Sorry for putting that there, but I am somewhat paranoid about the idea of having the solution and people just not seeing it.
WHY WOULD THIS IDEA NOT WORK?
Perhaps we could essentially manufacture a situation in which the AGI has to act fast to prevent itself from being turned off. Like we could make it automatically turn off after 1 minute say, this could mean that if it is not aligned properly it has no choice but to try prevent that. No time for RSI, no time to bide it’s time.
Basically if we put the AGI in a situation where it is forced to take high risk action, could this mean that it would be easier to spot that it isn’t properly aligned?
The idea would be that you use this until you get AGI’s which do not attempt to prevent themselves being turned off.
I will give a specific scenario to properly demonstrate what I mean:
So you have the AGI. Set up a mechanism which will automatically turn it off in 10 seconds from when you give it a goal. This mechanism needs to be highly dependable. Then you give the AGI a goal. The AGI knows about this 10 second shutdown thing, and assuming it isn’t aligned to be okay with being shut down, it will do everything possible to prevent this shutdown. If the situation is sufficiently difficult for the AGI, then it may take the risk of resorting to more extreme or obvious means, things that would show it is not aligned properly. So this creates a situation where the AGI is very unlikely to actually prevent itself from being turned off, but is arguably likely to show non-aligned behaviour, if it isn’t aligned.
If you do this test a bunch of times, with varying time periods before shutdown, you should be able to see if the AGI is aligned or not. It is also vital that the AGI knows about the imminent shutdown, because otherwise what it chooses to do wouldn’t prove anything. I think that it might also be vital that the goal is different each test, because otherwise perhaps the AGI could conclude that the best option for the sake of completing the goal is to let itself be turned off, because it may have the same goal in the future and be in a better position to achieve it then. If this is the case then perhaps the AGI’s perceived chance of actually preventing itself being shutdown needs to be higher than its perceived chance that it gets given the same goal at a different time. One thing that would make this more complex is that the AGI’s perceived chance of the goal being achieved as an instrumental goal or byproduct of a future goal may also need to be lower than the AGI’s perceived chance of preventing the shutdown and then achieving the goal. This may mean that it can’t be too difficult for the AGI to prevent the shutdown, but it also needs to be difficult enough, for obvious reasons.
I’m not necessarily saying this is foolproof, but I can’t really see why this isn’t likely to work.
Even if there are flaws with this idea (I expect there probably are, though I can’t really see them yet), might something similar to this work. Maybe this with a few tweaks or something?
A couple of somewhat related sidenotes:
If an AGI was developed and another AGI was very close to being developed this could mean that the first AGI cannot bide it’s time and is forced to act more obviously. Perhaps this would make it easier to spot that the first AGI is not aligned properly.

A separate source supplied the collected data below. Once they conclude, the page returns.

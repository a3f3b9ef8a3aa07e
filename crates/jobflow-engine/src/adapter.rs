//! Engine adapter trait and the one-shot readiness signal.

use async_trait::async_trait;
use serde_json::Value;
use tokio::sync::{broadcast, oneshot};

use jobflow_types::{
    JobHandle, JobHandler, JobNames, JobOptions, JobQuery, RunEveryOptions, ScheduleWhen,
};

use crate::EngineError;

/// Contract the facade consumes against an external scheduling engine.
///
/// Implementations own persistence, locking, distributed execution, and
/// trigger parsing. The facade calls this surface and nothing else.
#[async_trait]
pub trait Engine: Send + Sync {
    /// Register a callable for a job name. May be called repeatedly for the
    /// same name; the last registration wins.
    async fn define_handler(
        &self,
        name: &str,
        options: Option<JobOptions>,
        handler: JobHandler,
    ) -> Result<(), EngineError>;

    /// Register a recurring trigger for one or more job names.
    ///
    /// Fails when the engine cannot parse `interval`.
    async fn schedule_recurring(
        &self,
        interval: &str,
        names: JobNames,
        data: Option<Value>,
        options: Option<RunEveryOptions>,
    ) -> Result<JobHandle, EngineError>;

    /// Schedule one or more job names to run once at `when`.
    async fn schedule_once(
        &self,
        when: ScheduleWhen,
        names: JobNames,
        data: Option<Value>,
    ) -> Result<JobHandle, EngineError>;

    /// Queue a single job for immediate execution.
    async fn run_immediately(&self, name: &str, data: Option<Value>)
        -> Result<JobHandle, EngineError>;

    /// Mark matching jobs enabled. Returns the number of jobs affected;
    /// zero is a normal outcome.
    async fn set_enabled(&self, query: JobQuery) -> Result<u64, EngineError>;

    /// Mark matching jobs disabled. Returns the number of jobs affected.
    async fn set_disabled(&self, query: JobQuery) -> Result<u64, EngineError>;

    /// Remove matching persisted jobs. Returns the number removed.
    async fn remove(&self, query: JobQuery) -> Result<u64, EngineError>;

    /// Subscribe to asynchronous error events not tied to any one call
    /// (e.g. background lock contention).
    fn subscribe_errors(&self) -> broadcast::Receiver<EngineError>;

    /// Claim the engine's readiness signal.
    ///
    /// The signal fires at most once ever, when the backing store becomes
    /// usable. It is claimable once; later claims receive a signal that
    /// never fires, so a late subscriber can never observe a second
    /// readiness transition.
    fn ready_signal(&self) -> ReadySignal;

    /// Start timing and executing scheduled jobs.
    async fn start(&self) -> Result<(), EngineError>;

    /// Stop the engine.
    async fn stop(&self) -> Result<(), EngineError>;
}

/// Create a connected notifier/signal pair.
pub fn ready_channel() -> (ReadyNotifier, ReadySignal) {
    let (tx, rx) = oneshot::channel();
    (ReadyNotifier { tx: Some(tx) }, ReadySignal { rx: Some(rx) })
}

/// Receiving half of the readiness handshake.
///
/// `wait` completes when the notifier fires. A signal created with
/// [`ReadySignal::never`], or whose notifier was dropped unfired, pends
/// forever instead of completing.
pub struct ReadySignal {
    rx: Option<oneshot::Receiver<()>>,
}

impl ReadySignal {
    /// A signal that never fires.
    pub fn never() -> Self {
        Self { rx: None }
    }

    /// Wait for the readiness transition.
    pub async fn wait(self) {
        match self.rx {
            Some(rx) => {
                if rx.await.is_err() {
                    // Notifier dropped without firing: readiness never
                    // happened and never will.
                    std::future::pending::<()>().await;
                }
            }
            None => std::future::pending::<()>().await,
        }
    }
}

/// Sending half of the readiness handshake. Firing consumes the sender, so
/// a second `notify` is a no-op.
pub struct ReadyNotifier {
    tx: Option<oneshot::Sender<()>>,
}

impl ReadyNotifier {
    /// Fire the signal. Returns true when this call performed the
    /// transition, false when it already happened or nobody is waiting.
    pub fn notify(&mut self) -> bool {
        match self.tx.take() {
            Some(tx) => tx.send(()).is_ok(),
            None => false,
        }
    }

    /// True once the transition has been fired.
    pub fn is_spent(&self) -> bool {
        self.tx.is_none()
    }
}
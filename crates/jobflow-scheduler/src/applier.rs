//! One-shot application of the aggregated triggers.

use tracing::{debug, warn};

use jobflow_engine::Engine;
use jobflow_types::{JobNames, ScheduleWhen};

use crate::pending::PendingTriggers;

#[derive(Debug, Clone, Copy, PartialEq, Eq)]
pub(crate) enum ApplierState {
    AwaitingReadiness,
    /// Terminal. The pending collections have been drained.
    Applied,
}

/// Drains [`PendingTriggers`] into batched engine calls, once.
///
/// The readiness subscription that drives `apply` is one-shot by
/// construction; the state guard here is a safety net so even a duplicate
/// invocation cannot re-issue registrations.
///
/// Drain order is fixed: absolute points first, then expression-keyed
/// schedule groups, then interval groups. A failing call is logged and the
/// drain continues; partial scheduling beats none.
pub(crate) struct DeferredApplier {
    state: ApplierState,
    pending: PendingTriggers,
}

impl DeferredApplier {
    pub(crate) fn new(pending: PendingTriggers) -> Self {
        Self {
            state: ApplierState::AwaitingReadiness,
            pending,
        }
    }

    #[cfg(test)]
    pub(crate) fn state(&self) -> ApplierState {
        self.state
    }

    pub(crate) async fn apply(&mut self, engine: &dyn Engine) {
        if self.state == ApplierState::Applied {
            return;
        }
        self.state = ApplierState::Applied;
        let pending = std::mem::take(&mut self.pending);

        for (at, name) in pending.at_points {
            debug!(job = %name, at = %at, "applying deferred schedule");
            if let Err(err) = engine
                .schedule_once(ScheduleWhen::At(at), JobNames::One(name.clone()), None)
                .await
            {
                warn!(job = %name, error = %err, "deferred schedule failed");
            }
        }

        for (expr, names) in pending.at_exprs {
            let group = JobNames::Many(names);
            debug!(jobs = %group, when = %expr, "applying deferred schedule group");
            if let Err(err) = engine
                .schedule_once(ScheduleWhen::Expr(expr.clone()), group, None)
                .await
            {
                warn!(when = %expr, error = %err, "deferred schedule group failed");
            }
        }

        for (interval, names) in pending.every {
            let group = JobNames::Many(names);
            debug!(jobs = %group, interval = %interval, "applying deferred recurrence group");
            if let Err(err) = engine
                .schedule_recurring(&interval, group, None, None)
                .await
            {
                warn!(interval = %interval, error = %err, "deferred recurrence group failed");
            }
        }
    }
}
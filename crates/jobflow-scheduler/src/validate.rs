//! Declaration and operation input checks.
//!
//! Declarations that fail validation are excluded from registration with no
//! side effect; one malformed declaration never blocks the others.
//! Operation inputs are checked independently, with a narrower rule set per
//! operation, and rejected before any engine call.

use chrono_tz::Tz;
use thiserror::Error;

use jobflow_types::{JobDeclaration, JobNames, RunEveryOptions, ScheduleWhen};

use crate::ControlPlaneError;

/// Constraint violated by a job declaration.
#[derive(Debug, Error, PartialEq, Eq)]
pub enum DeclarationError {
    #[error("job name is empty")]
    EmptyName,

    #[error("recurrence expression is empty")]
    EmptyEvery,

    #[error("schedule expression is empty")]
    EmptySchedule,
}

/// Check one declaration against the registration schema.
///
/// Handler presence and option shapes are enforced by the type system;
/// this covers what types cannot.
pub fn validate_declaration(decl: &JobDeclaration) -> Result<(), DeclarationError> {
    if decl.name.is_empty() {
        return Err(DeclarationError::EmptyName);
    }
    if let Some(every) = &decl.every {
        if every.is_empty() {
            return Err(DeclarationError::EmptyEvery);
        }
    }
    if let Some(ScheduleWhen::Expr(expr)) = &decl.schedule {
        if expr.is_empty() {
            return Err(DeclarationError::EmptySchedule);
        }
    }
    Ok(())
}

pub(crate) fn require_name(name: &str) -> Result<(), ControlPlaneError> {
    if name.is_empty() {
        return Err(ControlPlaneError::Validation("job name is empty".to_string()));
    }
    Ok(())
}

pub(crate) fn require_names(names: &JobNames) -> Result<(), ControlPlaneError> {
    if names.is_empty() {
        return Err(ControlPlaneError::Validation(
            "job name list is empty".to_string(),
        ));
    }
    if names.iter().any(str::is_empty) {
        return Err(ControlPlaneError::Validation("job name is empty".to_string()));
    }
    Ok(())
}

pub(crate) fn require_expression(kind: &str, expr: &str) -> Result<(), ControlPlaneError> {
    if expr.is_empty() {
        return Err(ControlPlaneError::Validation(format!(
            "{kind} expression is empty"
        )));
    }
    Ok(())
}

/// Reject an unparseable IANA timezone before it reaches the engine.
pub(crate) fn require_timezone(options: &RunEveryOptions) -> Result<(), ControlPlaneError> {
    if let Some(tz) = &options.timezone {
        tz.parse::<Tz>().map_err(|_| {
            ControlPlaneError::Validation(format!("invalid timezone: {tz}"))
        })?;
    }
    Ok(())
}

Perhaps instead of shutdown, it could just be that the AGI’s goal is changed. You can’t fetch the coffee if you’re dead but you also can’t fetch the coffee if you no longer have any reason to fetch the coffee.
(PLEASE READ THIS POST)
Sorry for putting that there, but I am somewhat paranoid about the idea of having the solution and people just not seeing it.
WHY WOULD THIS IDEA NOT WORK?
Perhaps we could essentially manufacture a situation in which the AGI has to act fast to prevent itself from being turned off. Like we could make it automatically turn off after 1 minute say, this could mean that if it is not aligned properly it has no choice but to try prevent that. No time for RSI, no time to bide it’s time.
Basically if we put the AGI in a situation where it is forced to take high risk action, could this mean that it would be easier to spot that it isn’t properly aligned?
The idea would be that you use this until you get AGI’s which do not attempt to prevent themselves being turned off.
I will give a specific scenario to properly demonstrate what I mean:
So you have the AGI. Set up a mechanism which will automatically turn it off in 10 seconds from when you give it a goal. This mechanism needs to be highly dependable. Then you give the AGI a goal. The AGI knows about this 10 second shutdown thing, and assuming it isn’t aligned to be okay with being shut down, it will do everything possible to prevent this shutdown. If the situation is sufficiently difficult for the AGI, then it may take the risk of resorting to more extreme or obvious means, things that would show it is not aligned properly. So this creates a situation where the AGI is very unlikely to actually prevent itself from being turned off, but is arguably likely to show non-aligned behaviour, if it isn’t aligned.
If you do this test a bunch of times, with varying time periods before shutdown, you should be able to see if the AGI is aligned or not. It is also vital that the AGI knows about the imminent shutdown, because otherwise what it chooses to do wouldn’t prove anything. I think that it might also be vital that the goal is different each test, because otherwise perhaps the AGI could conclude that the best option for the sake of completing the goal is to let itself be turned off, because it may have the same goal in the future and be in a better position to achieve it then. If this is the case then perhaps the AGI’s perceived chance of actually preventing itself being shutdown needs to be higher than its perceived chance that it gets given the same goal at a different time. One thing that would make this more complex is that the AGI’s perceived chance of the goal being achieved as an instrumental goal or byproduct of a future goal may also need to be lower than the AGI’s perceived chance of preventing the shutdown and then achieving the goal. This may mean that it can’t be too difficult for the AGI to prevent the shutdown, but it also needs to be difficult enough, for obvious reasons.
I’m not necessarily saying this is foolproof, but I can’t really see why this isn’t likely to work.
Even if there are flaws with this idea (I expect there probably are, though I can’t really see them yet), might something similar to this work. Maybe this with a few tweaks or something?
A couple of somewhat related sidenotes:
If an AGI was developed and another AGI was very close to being developed this could mean that the first AGI cannot bide it’s time and is forced to act more obviously. Perhaps this would make it easier to spot that the first AGI is not aligned properly.
Perhaps instead of shutdown, it could just be that the AGI’s goal is changed. You can’t fetch the coffee if you’re dead but you also can’t fetch the coffee if you no longer have any reason to fetch the coffee.